▶ _Provided data_:
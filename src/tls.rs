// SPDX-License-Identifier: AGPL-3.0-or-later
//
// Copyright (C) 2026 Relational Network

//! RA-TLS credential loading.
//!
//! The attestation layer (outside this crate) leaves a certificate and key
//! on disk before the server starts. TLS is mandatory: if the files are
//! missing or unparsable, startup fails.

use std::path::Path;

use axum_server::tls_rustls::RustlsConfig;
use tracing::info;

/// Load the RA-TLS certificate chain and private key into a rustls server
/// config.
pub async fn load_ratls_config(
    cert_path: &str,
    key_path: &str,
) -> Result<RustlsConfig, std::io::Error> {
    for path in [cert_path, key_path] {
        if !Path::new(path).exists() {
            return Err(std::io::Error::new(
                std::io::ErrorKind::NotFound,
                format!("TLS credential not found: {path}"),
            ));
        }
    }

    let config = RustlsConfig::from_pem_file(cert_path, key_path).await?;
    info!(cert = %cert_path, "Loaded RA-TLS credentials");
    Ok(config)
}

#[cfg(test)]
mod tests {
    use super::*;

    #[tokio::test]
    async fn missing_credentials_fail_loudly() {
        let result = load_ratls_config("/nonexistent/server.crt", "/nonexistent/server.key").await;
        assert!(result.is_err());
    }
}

---

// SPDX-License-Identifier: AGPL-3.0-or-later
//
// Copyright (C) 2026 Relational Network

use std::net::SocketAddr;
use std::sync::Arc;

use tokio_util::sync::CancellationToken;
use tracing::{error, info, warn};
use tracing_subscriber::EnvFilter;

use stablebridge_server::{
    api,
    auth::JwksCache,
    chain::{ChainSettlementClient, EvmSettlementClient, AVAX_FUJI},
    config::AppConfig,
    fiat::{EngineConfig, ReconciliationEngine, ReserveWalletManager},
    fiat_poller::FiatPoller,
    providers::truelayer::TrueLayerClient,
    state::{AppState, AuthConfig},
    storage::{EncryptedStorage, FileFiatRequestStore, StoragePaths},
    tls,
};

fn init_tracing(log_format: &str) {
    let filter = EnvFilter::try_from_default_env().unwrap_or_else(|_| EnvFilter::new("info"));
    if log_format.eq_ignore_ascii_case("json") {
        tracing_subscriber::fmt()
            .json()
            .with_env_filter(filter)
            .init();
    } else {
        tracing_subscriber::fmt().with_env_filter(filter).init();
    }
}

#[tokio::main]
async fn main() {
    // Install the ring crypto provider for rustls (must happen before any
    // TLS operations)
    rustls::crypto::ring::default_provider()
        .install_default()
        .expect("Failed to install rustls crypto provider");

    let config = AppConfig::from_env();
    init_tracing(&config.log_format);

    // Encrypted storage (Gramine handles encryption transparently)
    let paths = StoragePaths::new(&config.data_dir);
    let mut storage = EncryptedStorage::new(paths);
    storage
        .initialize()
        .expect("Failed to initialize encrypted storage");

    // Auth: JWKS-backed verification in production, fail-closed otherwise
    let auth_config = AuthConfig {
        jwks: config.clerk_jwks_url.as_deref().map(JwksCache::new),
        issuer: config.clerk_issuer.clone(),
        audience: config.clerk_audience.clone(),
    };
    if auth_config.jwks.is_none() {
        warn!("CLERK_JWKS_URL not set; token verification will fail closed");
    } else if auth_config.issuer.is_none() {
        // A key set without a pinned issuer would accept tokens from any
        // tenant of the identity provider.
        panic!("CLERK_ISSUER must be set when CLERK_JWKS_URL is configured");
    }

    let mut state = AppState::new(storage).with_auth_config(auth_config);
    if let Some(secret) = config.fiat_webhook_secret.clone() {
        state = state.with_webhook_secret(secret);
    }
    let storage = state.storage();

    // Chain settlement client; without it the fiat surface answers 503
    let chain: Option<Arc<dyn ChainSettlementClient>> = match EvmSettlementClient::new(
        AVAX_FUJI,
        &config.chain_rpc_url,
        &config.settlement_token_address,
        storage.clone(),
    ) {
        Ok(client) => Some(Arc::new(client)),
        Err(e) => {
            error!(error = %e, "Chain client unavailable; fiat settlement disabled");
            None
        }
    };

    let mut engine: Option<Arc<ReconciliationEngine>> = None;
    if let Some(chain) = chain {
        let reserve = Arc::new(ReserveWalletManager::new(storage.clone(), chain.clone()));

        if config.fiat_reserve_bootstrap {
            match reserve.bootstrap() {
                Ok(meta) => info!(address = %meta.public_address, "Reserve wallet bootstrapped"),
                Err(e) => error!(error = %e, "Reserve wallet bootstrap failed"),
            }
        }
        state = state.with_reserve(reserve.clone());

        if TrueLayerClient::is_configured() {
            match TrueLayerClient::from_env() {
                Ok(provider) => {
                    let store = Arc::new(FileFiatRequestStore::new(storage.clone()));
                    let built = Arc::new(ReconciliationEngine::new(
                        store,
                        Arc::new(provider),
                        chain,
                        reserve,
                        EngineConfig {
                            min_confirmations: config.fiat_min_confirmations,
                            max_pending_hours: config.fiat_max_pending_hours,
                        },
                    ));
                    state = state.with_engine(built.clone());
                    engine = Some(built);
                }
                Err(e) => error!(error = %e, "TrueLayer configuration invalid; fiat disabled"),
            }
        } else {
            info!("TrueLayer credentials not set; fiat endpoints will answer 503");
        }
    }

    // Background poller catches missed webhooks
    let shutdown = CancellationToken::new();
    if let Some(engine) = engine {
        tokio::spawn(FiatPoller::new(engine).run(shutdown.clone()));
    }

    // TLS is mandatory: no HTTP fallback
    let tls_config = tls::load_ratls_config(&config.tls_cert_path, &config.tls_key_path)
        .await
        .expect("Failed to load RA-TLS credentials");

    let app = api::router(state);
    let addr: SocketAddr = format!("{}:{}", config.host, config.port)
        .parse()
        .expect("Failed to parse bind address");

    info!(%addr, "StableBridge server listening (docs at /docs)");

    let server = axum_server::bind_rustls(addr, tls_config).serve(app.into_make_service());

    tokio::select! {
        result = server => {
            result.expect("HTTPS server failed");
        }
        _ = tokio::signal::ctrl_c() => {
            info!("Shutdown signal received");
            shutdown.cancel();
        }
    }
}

...

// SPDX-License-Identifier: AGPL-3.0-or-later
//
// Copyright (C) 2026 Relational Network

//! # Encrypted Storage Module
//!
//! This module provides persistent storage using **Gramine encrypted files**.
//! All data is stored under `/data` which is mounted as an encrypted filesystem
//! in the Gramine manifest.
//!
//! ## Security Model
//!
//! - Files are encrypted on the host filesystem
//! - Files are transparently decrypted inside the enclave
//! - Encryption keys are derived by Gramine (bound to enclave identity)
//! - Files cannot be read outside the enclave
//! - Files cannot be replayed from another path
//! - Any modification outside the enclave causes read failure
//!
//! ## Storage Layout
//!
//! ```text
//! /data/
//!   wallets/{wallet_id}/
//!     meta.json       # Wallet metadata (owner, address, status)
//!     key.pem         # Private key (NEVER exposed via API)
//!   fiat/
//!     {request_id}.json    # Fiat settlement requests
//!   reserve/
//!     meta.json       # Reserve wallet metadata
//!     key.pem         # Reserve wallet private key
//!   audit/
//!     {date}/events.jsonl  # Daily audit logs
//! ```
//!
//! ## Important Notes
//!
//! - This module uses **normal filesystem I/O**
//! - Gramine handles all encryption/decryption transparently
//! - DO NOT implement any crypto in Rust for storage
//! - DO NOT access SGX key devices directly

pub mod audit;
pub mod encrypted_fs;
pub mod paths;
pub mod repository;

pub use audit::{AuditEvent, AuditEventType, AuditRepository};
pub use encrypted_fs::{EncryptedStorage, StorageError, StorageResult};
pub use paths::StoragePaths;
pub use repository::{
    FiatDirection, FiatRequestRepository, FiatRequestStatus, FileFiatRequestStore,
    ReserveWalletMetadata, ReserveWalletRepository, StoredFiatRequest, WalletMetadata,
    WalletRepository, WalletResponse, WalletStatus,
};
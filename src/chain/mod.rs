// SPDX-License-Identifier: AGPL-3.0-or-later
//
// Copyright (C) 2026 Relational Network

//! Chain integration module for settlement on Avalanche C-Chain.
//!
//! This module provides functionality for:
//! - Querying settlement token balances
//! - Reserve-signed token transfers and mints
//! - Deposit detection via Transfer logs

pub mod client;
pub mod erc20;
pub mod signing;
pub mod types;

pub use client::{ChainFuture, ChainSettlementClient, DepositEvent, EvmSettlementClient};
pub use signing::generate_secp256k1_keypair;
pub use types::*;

▶ _Task description_: Where the listing above reaches the line that contains "filename src/tls.rs", start retyping, and finish with the line that contains "pub async fn"; reproduce those lines exactly and no others.

▶ _Expected output_:
filename src/tls.rs
// SPDX-License-Identifier: AGPL-3.0-or-later
//
// Copyright (C) 2026 Relational Network

//! RA-TLS credential loading.
//!
//! The attestation layer (outside this crate) leaves a certificate and key
//! on disk before the server starts. TLS is mandatory: if the files are
//! missing or unparsable, startup fails.

use std::path::Path;

use axum_server::tls_rustls::RustlsConfig;
use tracing::info;

/// Load the RA-TLS certificate chain and private key into a rustls server
/// config.
pub async fn load_ratls_config(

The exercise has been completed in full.